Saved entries
* * *

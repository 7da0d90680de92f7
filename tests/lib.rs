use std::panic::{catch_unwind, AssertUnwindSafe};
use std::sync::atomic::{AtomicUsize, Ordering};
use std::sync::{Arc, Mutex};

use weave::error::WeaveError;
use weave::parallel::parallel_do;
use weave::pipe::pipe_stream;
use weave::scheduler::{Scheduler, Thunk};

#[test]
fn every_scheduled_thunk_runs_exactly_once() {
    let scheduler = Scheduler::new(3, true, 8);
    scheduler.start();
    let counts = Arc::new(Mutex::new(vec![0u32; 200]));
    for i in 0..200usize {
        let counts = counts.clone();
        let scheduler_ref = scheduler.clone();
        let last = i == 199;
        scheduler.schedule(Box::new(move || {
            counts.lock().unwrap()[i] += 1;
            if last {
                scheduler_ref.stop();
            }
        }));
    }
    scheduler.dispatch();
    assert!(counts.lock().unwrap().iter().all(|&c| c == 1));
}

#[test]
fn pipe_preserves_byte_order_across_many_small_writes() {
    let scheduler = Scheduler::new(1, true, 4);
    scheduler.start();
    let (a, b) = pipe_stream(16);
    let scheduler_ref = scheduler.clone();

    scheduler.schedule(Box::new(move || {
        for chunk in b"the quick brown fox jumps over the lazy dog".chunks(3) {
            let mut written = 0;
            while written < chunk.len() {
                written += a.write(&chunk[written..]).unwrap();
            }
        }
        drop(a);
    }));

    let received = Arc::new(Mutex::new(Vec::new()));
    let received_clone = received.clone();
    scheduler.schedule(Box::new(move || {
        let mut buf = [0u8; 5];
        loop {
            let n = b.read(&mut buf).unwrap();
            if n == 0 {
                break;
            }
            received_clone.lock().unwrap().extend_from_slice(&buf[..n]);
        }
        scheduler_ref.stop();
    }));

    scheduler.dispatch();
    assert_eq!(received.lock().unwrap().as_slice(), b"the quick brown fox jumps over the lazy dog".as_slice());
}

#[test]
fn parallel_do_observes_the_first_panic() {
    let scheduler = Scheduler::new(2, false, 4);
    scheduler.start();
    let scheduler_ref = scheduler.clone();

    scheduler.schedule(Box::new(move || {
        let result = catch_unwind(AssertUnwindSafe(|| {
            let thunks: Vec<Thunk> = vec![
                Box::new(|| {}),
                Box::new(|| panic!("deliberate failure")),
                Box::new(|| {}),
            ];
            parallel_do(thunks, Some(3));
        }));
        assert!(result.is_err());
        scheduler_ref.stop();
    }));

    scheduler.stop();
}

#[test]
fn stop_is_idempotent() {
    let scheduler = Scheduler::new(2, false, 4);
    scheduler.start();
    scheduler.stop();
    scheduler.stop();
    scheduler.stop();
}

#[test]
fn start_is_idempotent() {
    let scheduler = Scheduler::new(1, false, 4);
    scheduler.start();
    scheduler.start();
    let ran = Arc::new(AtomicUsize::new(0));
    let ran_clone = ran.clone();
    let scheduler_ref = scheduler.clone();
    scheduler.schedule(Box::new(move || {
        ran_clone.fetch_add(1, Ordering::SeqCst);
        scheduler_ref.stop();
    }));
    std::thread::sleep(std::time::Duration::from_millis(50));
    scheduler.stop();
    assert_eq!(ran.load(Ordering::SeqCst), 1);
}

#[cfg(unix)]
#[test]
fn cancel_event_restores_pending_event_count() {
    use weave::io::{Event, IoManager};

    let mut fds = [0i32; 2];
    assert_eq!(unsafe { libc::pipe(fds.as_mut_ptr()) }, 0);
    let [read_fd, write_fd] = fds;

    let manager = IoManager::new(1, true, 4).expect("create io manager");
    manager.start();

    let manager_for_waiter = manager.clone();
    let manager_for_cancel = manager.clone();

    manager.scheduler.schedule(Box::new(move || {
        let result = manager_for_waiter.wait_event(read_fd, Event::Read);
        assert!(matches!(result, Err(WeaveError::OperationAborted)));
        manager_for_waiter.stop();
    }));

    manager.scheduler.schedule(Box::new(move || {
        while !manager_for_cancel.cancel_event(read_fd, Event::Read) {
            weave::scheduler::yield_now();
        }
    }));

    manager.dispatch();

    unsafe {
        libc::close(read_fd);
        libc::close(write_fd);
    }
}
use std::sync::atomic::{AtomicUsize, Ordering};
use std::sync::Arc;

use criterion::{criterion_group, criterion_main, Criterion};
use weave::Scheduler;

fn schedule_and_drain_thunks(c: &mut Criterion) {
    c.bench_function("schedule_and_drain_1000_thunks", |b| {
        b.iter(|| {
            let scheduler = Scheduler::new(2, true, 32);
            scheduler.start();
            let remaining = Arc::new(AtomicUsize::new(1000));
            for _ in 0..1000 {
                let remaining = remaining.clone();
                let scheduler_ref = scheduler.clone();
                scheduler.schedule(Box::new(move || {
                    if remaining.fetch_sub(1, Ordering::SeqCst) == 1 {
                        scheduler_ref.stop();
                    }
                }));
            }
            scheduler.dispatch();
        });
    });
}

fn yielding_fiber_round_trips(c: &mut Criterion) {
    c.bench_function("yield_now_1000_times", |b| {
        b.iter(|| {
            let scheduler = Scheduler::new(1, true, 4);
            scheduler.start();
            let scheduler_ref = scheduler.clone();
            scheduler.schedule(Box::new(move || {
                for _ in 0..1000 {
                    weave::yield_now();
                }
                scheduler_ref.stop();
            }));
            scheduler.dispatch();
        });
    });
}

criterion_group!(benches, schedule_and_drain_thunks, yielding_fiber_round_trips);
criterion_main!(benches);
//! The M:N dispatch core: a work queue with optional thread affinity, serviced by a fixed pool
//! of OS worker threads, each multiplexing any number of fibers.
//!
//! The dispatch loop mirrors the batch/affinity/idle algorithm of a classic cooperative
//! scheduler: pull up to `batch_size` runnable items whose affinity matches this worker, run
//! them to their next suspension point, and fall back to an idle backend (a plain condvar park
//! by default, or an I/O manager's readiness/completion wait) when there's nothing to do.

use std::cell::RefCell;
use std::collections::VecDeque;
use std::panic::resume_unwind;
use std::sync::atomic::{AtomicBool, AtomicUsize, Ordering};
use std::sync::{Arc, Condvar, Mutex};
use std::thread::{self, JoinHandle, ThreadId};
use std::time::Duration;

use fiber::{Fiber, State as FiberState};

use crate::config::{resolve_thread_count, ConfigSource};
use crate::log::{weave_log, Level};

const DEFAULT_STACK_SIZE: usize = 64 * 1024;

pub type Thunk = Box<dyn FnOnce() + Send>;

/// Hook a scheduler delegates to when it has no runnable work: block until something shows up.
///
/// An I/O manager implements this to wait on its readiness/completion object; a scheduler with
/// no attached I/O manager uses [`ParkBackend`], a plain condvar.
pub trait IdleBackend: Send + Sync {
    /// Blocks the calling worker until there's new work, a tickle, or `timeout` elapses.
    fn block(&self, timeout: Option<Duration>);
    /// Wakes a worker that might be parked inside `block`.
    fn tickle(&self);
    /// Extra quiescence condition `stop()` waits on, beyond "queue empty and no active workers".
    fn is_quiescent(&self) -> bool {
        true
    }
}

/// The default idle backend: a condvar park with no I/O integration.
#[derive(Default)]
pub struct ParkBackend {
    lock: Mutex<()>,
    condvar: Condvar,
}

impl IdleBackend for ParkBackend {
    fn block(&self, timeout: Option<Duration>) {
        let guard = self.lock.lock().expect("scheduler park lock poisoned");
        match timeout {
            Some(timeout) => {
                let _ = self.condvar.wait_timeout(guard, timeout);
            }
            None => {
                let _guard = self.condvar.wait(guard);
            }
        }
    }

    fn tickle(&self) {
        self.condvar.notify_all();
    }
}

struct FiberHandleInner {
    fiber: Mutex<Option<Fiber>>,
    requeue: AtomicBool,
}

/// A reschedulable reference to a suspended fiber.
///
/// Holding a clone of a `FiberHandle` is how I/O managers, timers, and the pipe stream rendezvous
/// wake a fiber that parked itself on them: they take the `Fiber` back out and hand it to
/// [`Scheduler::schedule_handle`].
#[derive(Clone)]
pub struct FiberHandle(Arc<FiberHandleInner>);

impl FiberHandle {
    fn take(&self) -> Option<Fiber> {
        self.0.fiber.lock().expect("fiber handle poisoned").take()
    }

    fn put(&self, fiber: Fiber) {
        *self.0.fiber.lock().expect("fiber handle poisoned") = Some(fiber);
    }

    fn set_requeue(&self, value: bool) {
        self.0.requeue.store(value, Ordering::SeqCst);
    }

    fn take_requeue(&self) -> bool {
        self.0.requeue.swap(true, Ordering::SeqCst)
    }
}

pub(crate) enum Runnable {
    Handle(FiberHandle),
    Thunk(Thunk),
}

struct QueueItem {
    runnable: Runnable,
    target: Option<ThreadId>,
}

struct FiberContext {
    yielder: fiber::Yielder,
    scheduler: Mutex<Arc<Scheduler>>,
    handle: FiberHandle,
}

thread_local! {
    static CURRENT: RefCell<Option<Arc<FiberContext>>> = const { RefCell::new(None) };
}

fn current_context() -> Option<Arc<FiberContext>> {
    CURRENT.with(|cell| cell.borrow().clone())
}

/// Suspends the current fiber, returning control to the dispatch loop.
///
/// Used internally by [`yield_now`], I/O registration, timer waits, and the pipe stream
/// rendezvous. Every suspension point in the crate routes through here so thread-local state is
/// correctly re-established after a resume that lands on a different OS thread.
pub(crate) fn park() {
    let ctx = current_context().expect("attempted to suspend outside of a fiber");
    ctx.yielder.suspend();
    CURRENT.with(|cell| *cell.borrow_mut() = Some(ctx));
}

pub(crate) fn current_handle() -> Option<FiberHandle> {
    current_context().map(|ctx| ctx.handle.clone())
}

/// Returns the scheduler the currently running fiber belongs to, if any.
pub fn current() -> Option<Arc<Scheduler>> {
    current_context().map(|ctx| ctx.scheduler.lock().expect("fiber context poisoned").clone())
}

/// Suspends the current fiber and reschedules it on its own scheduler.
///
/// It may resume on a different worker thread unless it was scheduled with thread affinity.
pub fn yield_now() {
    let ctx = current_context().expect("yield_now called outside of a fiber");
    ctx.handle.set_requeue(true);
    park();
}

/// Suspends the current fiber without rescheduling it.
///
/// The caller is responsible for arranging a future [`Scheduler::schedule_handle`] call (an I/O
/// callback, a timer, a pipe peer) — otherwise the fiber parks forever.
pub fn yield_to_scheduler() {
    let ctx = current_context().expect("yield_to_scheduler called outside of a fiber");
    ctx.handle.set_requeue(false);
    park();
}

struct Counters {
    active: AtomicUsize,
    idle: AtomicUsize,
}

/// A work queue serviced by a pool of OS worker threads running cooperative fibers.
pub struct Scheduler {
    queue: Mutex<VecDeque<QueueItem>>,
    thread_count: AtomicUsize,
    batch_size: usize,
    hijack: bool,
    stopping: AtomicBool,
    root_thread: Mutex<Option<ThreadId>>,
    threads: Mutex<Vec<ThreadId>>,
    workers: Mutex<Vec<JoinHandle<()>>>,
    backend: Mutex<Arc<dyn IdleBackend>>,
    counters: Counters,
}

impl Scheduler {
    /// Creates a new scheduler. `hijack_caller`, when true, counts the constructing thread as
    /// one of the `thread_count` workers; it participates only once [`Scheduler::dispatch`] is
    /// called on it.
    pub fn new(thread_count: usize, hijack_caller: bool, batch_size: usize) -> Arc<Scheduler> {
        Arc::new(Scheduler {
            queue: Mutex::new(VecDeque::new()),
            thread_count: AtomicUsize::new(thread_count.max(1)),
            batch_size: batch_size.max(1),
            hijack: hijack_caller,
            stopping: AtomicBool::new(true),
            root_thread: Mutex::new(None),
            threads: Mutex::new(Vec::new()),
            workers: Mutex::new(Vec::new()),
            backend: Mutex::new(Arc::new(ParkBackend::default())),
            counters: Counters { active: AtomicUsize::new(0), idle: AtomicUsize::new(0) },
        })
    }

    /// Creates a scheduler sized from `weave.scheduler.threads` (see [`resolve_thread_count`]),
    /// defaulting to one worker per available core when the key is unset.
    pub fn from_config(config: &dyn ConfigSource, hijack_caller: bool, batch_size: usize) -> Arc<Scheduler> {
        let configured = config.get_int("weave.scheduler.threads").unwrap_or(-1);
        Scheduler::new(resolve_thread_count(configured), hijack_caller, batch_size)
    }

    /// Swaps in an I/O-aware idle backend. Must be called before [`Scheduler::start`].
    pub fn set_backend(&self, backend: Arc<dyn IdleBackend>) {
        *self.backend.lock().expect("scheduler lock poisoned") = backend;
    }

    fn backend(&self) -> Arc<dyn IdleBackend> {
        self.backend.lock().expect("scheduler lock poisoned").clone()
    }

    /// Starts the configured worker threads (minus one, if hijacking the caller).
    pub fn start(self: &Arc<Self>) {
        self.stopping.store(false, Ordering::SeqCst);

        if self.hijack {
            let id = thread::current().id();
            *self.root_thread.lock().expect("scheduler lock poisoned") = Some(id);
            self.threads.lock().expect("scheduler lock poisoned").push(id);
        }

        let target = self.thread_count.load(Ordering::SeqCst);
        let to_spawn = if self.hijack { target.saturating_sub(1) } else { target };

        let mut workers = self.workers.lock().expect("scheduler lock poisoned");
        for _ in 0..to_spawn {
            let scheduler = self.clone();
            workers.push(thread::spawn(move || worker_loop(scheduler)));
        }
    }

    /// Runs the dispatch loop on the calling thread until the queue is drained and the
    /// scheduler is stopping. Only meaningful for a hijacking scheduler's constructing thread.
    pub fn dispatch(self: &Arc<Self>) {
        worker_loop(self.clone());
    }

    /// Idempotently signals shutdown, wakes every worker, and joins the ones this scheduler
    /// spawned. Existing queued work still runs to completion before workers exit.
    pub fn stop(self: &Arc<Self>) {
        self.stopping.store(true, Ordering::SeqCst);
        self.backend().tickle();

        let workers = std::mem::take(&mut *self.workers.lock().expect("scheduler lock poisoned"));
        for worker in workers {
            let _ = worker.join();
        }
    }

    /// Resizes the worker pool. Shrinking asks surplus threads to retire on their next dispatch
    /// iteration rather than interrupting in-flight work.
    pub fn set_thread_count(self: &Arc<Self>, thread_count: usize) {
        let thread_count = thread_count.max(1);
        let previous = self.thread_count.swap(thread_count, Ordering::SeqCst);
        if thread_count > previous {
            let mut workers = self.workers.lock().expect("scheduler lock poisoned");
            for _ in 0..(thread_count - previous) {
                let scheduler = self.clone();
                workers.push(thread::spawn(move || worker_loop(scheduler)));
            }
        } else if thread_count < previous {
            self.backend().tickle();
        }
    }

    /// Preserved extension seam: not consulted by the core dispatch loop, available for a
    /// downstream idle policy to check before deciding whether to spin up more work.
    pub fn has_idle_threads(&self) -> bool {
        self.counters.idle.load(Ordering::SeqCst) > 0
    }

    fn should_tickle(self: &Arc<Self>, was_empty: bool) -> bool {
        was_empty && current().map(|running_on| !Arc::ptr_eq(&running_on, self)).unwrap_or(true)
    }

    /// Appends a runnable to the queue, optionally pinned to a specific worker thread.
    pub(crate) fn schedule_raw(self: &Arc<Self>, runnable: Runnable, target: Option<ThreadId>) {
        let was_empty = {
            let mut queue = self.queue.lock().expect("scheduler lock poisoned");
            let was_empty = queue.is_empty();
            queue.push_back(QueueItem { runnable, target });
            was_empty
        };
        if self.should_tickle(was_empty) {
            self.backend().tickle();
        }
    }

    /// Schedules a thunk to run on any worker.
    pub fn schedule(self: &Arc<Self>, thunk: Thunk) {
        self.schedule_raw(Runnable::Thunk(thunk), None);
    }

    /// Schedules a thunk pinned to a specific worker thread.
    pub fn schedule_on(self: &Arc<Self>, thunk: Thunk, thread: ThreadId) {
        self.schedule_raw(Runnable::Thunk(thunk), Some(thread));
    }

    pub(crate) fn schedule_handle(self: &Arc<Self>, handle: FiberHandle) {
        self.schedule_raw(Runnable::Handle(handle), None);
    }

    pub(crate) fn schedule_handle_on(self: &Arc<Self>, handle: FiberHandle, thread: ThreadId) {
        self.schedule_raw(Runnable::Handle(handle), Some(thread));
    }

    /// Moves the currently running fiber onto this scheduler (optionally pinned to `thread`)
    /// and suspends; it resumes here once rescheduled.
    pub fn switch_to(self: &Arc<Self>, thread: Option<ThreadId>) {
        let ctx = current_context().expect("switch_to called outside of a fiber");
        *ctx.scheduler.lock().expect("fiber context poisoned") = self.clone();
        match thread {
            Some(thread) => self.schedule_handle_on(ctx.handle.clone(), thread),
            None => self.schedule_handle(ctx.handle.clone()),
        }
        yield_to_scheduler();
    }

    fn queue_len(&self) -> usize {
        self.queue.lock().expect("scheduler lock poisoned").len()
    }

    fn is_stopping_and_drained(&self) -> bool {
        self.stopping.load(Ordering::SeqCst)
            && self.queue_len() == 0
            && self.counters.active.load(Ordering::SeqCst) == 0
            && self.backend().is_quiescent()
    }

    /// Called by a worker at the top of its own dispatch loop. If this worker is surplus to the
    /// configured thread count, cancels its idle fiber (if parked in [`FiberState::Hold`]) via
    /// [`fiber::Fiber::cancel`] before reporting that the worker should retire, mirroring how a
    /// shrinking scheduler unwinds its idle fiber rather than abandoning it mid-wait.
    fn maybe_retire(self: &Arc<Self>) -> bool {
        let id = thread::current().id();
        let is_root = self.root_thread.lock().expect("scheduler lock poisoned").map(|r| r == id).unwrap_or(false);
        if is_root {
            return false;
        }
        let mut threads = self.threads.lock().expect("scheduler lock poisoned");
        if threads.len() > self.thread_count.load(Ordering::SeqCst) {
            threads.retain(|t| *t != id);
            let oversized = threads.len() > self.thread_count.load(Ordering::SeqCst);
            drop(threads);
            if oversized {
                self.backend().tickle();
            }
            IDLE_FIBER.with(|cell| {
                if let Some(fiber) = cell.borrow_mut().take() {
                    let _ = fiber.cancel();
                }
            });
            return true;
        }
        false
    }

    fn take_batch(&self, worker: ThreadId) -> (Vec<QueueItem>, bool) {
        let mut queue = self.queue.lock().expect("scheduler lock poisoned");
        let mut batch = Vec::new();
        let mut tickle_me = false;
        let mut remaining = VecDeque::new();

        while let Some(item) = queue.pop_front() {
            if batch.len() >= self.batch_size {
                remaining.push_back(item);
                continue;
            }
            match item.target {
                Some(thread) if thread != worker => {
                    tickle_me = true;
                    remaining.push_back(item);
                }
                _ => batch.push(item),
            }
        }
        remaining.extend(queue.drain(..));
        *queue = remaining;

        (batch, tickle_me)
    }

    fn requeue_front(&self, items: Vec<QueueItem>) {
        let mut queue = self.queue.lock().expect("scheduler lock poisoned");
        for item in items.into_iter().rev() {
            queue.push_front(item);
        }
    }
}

* * *

What to do: Using the data above, extract exactly the lines from the one that holds "a plain condvar." to the one that holds "fn set_requeue(&self, value: bool)", both ends included, and no others.

Answer section:
/// no attached I/O manager uses [`ParkBackend`], a plain condvar.
pub trait IdleBackend: Send + Sync {
    /// Blocks the calling worker until there's new work, a tickle, or `timeout` elapses.
    fn block(&self, timeout: Option<Duration>);
    /// Wakes a worker that might be parked inside `block`.
    fn tickle(&self);
    /// Extra quiescence condition `stop()` waits on, beyond "queue empty and no active workers".
    fn is_quiescent(&self) -> bool {
        true
    }
}

/// The default idle backend: a condvar park with no I/O integration.
#[derive(Default)]
pub struct ParkBackend {
    lock: Mutex<()>,
    condvar: Condvar,
}

impl IdleBackend for ParkBackend {
    fn block(&self, timeout: Option<Duration>) {
        let guard = self.lock.lock().expect("scheduler park lock poisoned");
        match timeout {
            Some(timeout) => {
                let _ = self.condvar.wait_timeout(guard, timeout);
            }
            None => {
                let _guard = self.condvar.wait(guard);
            }
        }
    }

    fn tickle(&self) {
        self.condvar.notify_all();
    }
}

struct FiberHandleInner {
    fiber: Mutex<Option<Fiber>>,
    requeue: AtomicBool,
}

/// A reschedulable reference to a suspended fiber.
///
/// Holding a clone of a `FiberHandle` is how I/O managers, timers, and the pipe stream rendezvous
/// wake a fiber that parked itself on them: they take the `Fiber` back out and hand it to
/// [`Scheduler::schedule_handle`].
#[derive(Clone)]
pub struct FiberHandle(Arc<FiberHandleInner>);

impl FiberHandle {
    fn take(&self) -> Option<Fiber> {
        self.0.fiber.lock().expect("fiber handle poisoned").take()
    }

    fn put(&self, fiber: Fiber) {
        *self.0.fiber.lock().expect("fiber handle poisoned") = Some(fiber);
    }

    fn set_requeue(&self, value: bool) {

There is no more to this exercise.